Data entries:
##########

//! Base resource behaviour: payload materialization and field tracking.

use crate::error::{ModelError, ModelResult};
use resdk_types::ResourceId;
use serde::de::DeserializeOwned;
use serde::Serialize;
use serde_json::{Map, Value};
use std::fmt;

/// Field values as last seen on the server.
///
/// Held by every resource (skipped during (de)serialization) so local edits
/// can be compared against the server state before saving.
#[derive(Debug, Clone, Default, PartialEq)]
pub struct ResourceState {
    original: Option<Map<String, Value>>,
}

impl ResourceState {
    /// Returns the recorded server value of `field`, if a snapshot exists.
    pub fn original(&self, field: &str) -> Option<&Value> {
        self.original.as_ref().and_then(|fields| fields.get(field))
    }

    /// Returns true once the resource has been materialized from a server payload.
    pub fn has_snapshot(&self) -> bool {
        self.original.is_some()
    }
}

/// A remote entity held locally as a typed schema plus unknown extra fields.
///
/// Implementors declare which fields the server owns (`READ_ONLY_FIELDS`),
/// which can only be set at creation (`UPDATE_PROTECTED_FIELDS`) and which the
/// client may change (`WRITABLE_FIELDS`). Field names are the JSON keys.
pub trait Resource: Serialize + DeserializeOwned + fmt::Debug + Send + Sync + Sized {
    /// API endpoint name, e.g. `"sample"`.
    const ENDPOINT: &'static str;
    const READ_ONLY_FIELDS: &'static [&'static str];
    const UPDATE_PROTECTED_FIELDS: &'static [&'static str] = &[];
    const WRITABLE_FIELDS: &'static [&'static str];

    fn id(&self) -> Option<ResourceId>;

    fn slug(&self) -> Option<&str> {
        None
    }

    fn state(&self) -> &ResourceState;

    fn state_mut(&mut self) -> &mut ResourceState;

    /// Builds a resource from a raw server payload and records it as the
    /// clean server state.
    fn from_payload(payload: Value) -> ModelResult<Self> {
        let mut resource: Self = serde_json::from_value(payload)?;
        resource.mark_clean()?;
        Ok(resource)
    }

    /// Serializes the current field values.
    fn fields(&self) -> ModelResult<Map<String, Value>> {
        match serde_json::to_value(self)? {
            Value::Object(fields) => Ok(fields),
            _ => Err(ModelError::NotAnObject(Self::ENDPOINT)),
        }
    }

    /// Records the current field values as the server state.
    fn mark_clean(&mut self) -> ModelResult<()> {
        let fields = self.fields()?;
        self.state_mut().original = Some(fields);
        Ok(())
    }

    fn is_saved(&self) -> bool {
        self.id().is_some()
    }

    /// Returns the id or fails for a resource that was never saved.
    fn require_id(&self) -> ModelResult<ResourceId> {
        self.id().ok_or(ModelError::Unsaved {
            endpoint: Self::ENDPOINT,
        })
    }

    /// Fails if a read-only field (or, once saved, an update-protected
    /// field) differs from the recorded server value.
    fn check_unchanged(&self) -> ModelResult<()> {
        let Some(original) = self.state().original.as_ref() else {
            return Ok(());
        };
        let current = self.fields()?;

        if let Some(field) = first_changed(Self::READ_ONLY_FIELDS, original, &current) {
            return Err(ModelError::ReadOnlyField(field.to_string()));
        }
        if self.is_saved() {
            if let Some(field) = first_changed(Self::UPDATE_PROTECTED_FIELDS, original, &current)
            {
                return Err(ModelError::UpdateProtectedField(field.to_string()));
            }
        }
        Ok(())
    }

    /// Writable fields whose value differs from the server state.
    ///
    /// Without a snapshot every writable field is considered changed.
    fn update_payload(&self) -> ModelResult<Map<String, Value>> {
        let current = self.fields()?;
        let original = self.state().original.as_ref();

        let mut payload = Map::new();
        for &field in Self::WRITABLE_FIELDS {
            let value = current.get(field).cloned().unwrap_or(Value::Null);
            let unchanged = original
                .map(|fields| same_value(fields.get(field), Some(&value)))
                .unwrap_or(false);
            if !unchanged {
                payload.insert(field.to_string(), value);
            }
        }
        Ok(payload)
    }

    /// Writable and update-protected fields that hold a value.
    fn create_payload(&self) -> ModelResult<Map<String, Value>> {
        let current = self.fields()?;
        let payload = Self::WRITABLE_FIELDS
            .iter()
            .chain(Self::UPDATE_PROTECTED_FIELDS)
            .filter_map(|&field| match current.get(field) {
                None | Some(Value::Null) => None,
                Some(value) => Some((field.to_string(), value.clone())),
            })
            .collect();
        Ok(payload)
    }
}

/// A missing key and an explicit `null` are the same value.
fn same_value(a: Option<&Value>, b: Option<&Value>) -> bool {
    let a = a.unwrap_or(&Value::Null);
    let b = b.unwrap_or(&Value::Null);
    a == b
}

fn first_changed<'a>(
    fields: &[&'a str],
    original: &Map<String, Value>,
    current: &Map<String, Value>,
) -> Option<&'a str> {
    fields
        .iter()
        .copied()
        .find(|&field| !same_value(original.get(field), current.get(field)))
}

##########

TRY IT: From the first line to the last, retype the records exactly as they stand above.

OUTPUT OF THE TASK:
//! Base resource behaviour: payload materialization and field tracking.

use crate::error::{ModelError, ModelResult};
use resdk_types::ResourceId;
use serde::de::DeserializeOwned;
use serde::Serialize;
use serde_json::{Map, Value};
use std::fmt;

/// Field values as last seen on the server.
///
/// Held by every resource (skipped during (de)serialization) so local edits
/// can be compared against the server state before saving.
#[derive(Debug, Clone, Default, PartialEq)]
pub struct ResourceState {
    original: Option<Map<String, Value>>,
}

impl ResourceState {
    /// Returns the recorded server value of `field`, if a snapshot exists.
    pub fn original(&self, field: &str) -> Option<&Value> {
        self.original.as_ref().and_then(|fields| fields.get(field))
    }

    /// Returns true once the resource has been materialized from a server payload.
    pub fn has_snapshot(&self) -> bool {
        self.original.is_some()
    }
}

/// A remote entity held locally as a typed schema plus unknown extra fields.
///
/// Implementors declare which fields the server owns (`READ_ONLY_FIELDS`),
/// which can only be set at creation (`UPDATE_PROTECTED_FIELDS`) and which the
/// client may change (`WRITABLE_FIELDS`). Field names are the JSON keys.
pub trait Resource: Serialize + DeserializeOwned + fmt::Debug + Send + Sync + Sized {
    /// API endpoint name, e.g. `"sample"`.
    const ENDPOINT: &'static str;
    const READ_ONLY_FIELDS: &'static [&'static str];
    const UPDATE_PROTECTED_FIELDS: &'static [&'static str] = &[];
    const WRITABLE_FIELDS: &'static [&'static str];

    fn id(&self) -> Option<ResourceId>;

    fn slug(&self) -> Option<&str> {
        None
    }

    fn state(&self) -> &ResourceState;

    fn state_mut(&mut self) -> &mut ResourceState;

    /// Builds a resource from a raw server payload and records it as the
    /// clean server state.
    fn from_payload(payload: Value) -> ModelResult<Self> {
        let mut resource: Self = serde_json::from_value(payload)?;
        resource.mark_clean()?;
        Ok(resource)
    }

    /// Serializes the current field values.
    fn fields(&self) -> ModelResult<Map<String, Value>> {
        match serde_json::to_value(self)? {
            Value::Object(fields) => Ok(fields),
            _ => Err(ModelError::NotAnObject(Self::ENDPOINT)),
        }
    }

    /// Records the current field values as the server state.
    fn mark_clean(&mut self) -> ModelResult<()> {
        let fields = self.fields()?;
        self.state_mut().original = Some(fields);
        Ok(())
    }

    fn is_saved(&self) -> bool {
        self.id().is_some()
    }

    /// Returns the id or fails for a resource that was never saved.
    fn require_id(&self) -> ModelResult<ResourceId> {
        self.id().ok_or(ModelError::Unsaved {
            endpoint: Self::ENDPOINT,
        })
    }

    /// Fails if a read-only field (or, once saved, an update-protected
    /// field) differs from the recorded server value.
    fn check_unchanged(&self) -> ModelResult<()> {
        let Some(original) = self.state().original.as_ref() else {
            return Ok(());
        };
        let current = self.fields()?;

        if let Some(field) = first_changed(Self::READ_ONLY_FIELDS, original, &current) {
            return Err(ModelError::ReadOnlyField(field.to_string()));
        }
        if self.is_saved() {
            if let Some(field) = first_changed(Self::UPDATE_PROTECTED_FIELDS, original, &current)
            {
                return Err(ModelError::UpdateProtectedField(field.to_string()));
            }
        }
        Ok(())
    }

    /// Writable fields whose value differs from the server state.
    ///
    /// Without a snapshot every writable field is considered changed.
    fn update_payload(&self) -> ModelResult<Map<String, Value>> {
        let current = self.fields()?;
        let original = self.state().original.as_ref();

        let mut payload = Map::new();
        for &field in Self::WRITABLE_FIELDS {
            let value = current.get(field).cloned().unwrap_or(Value::Null);
            let unchanged = original
                .map(|fields| same_value(fields.get(field), Some(&value)))
                .unwrap_or(false);
            if !unchanged {
                payload.insert(field.to_string(), value);
            }
        }
        Ok(payload)
    }

    /// Writable and update-protected fields that hold a value.
    fn create_payload(&self) -> ModelResult<Map<String, Value>> {
        let current = self.fields()?;
        let payload = Self::WRITABLE_FIELDS
            .iter()
            .chain(Self::UPDATE_PROTECTED_FIELDS)
            .filter_map(|&field| match current.get(field) {
                None | Some(Value::Null) => None,
                Some(value) => Some((field.to_string(), value.clone())),
            })
            .collect();
        Ok(payload)
    }
}

/// A missing key and an explicit `null` are the same value.
fn same_value(a: Option<&Value>, b: Option<&Value>) -> bool {
    let a = a.unwrap_or(&Value::Null);
    let b = b.unwrap_or(&Value::Null);
    a == b
}

fn first_changed<'a>(
    fields: &[&'a str],
    original: &Map<String, Value>,
    current: &Map<String, Value>,
) -> Option<&'a str> {
    fields
        .iter()
        .copied()
        .find(|&field| !same_value(original.get(field), current.get(field)))
}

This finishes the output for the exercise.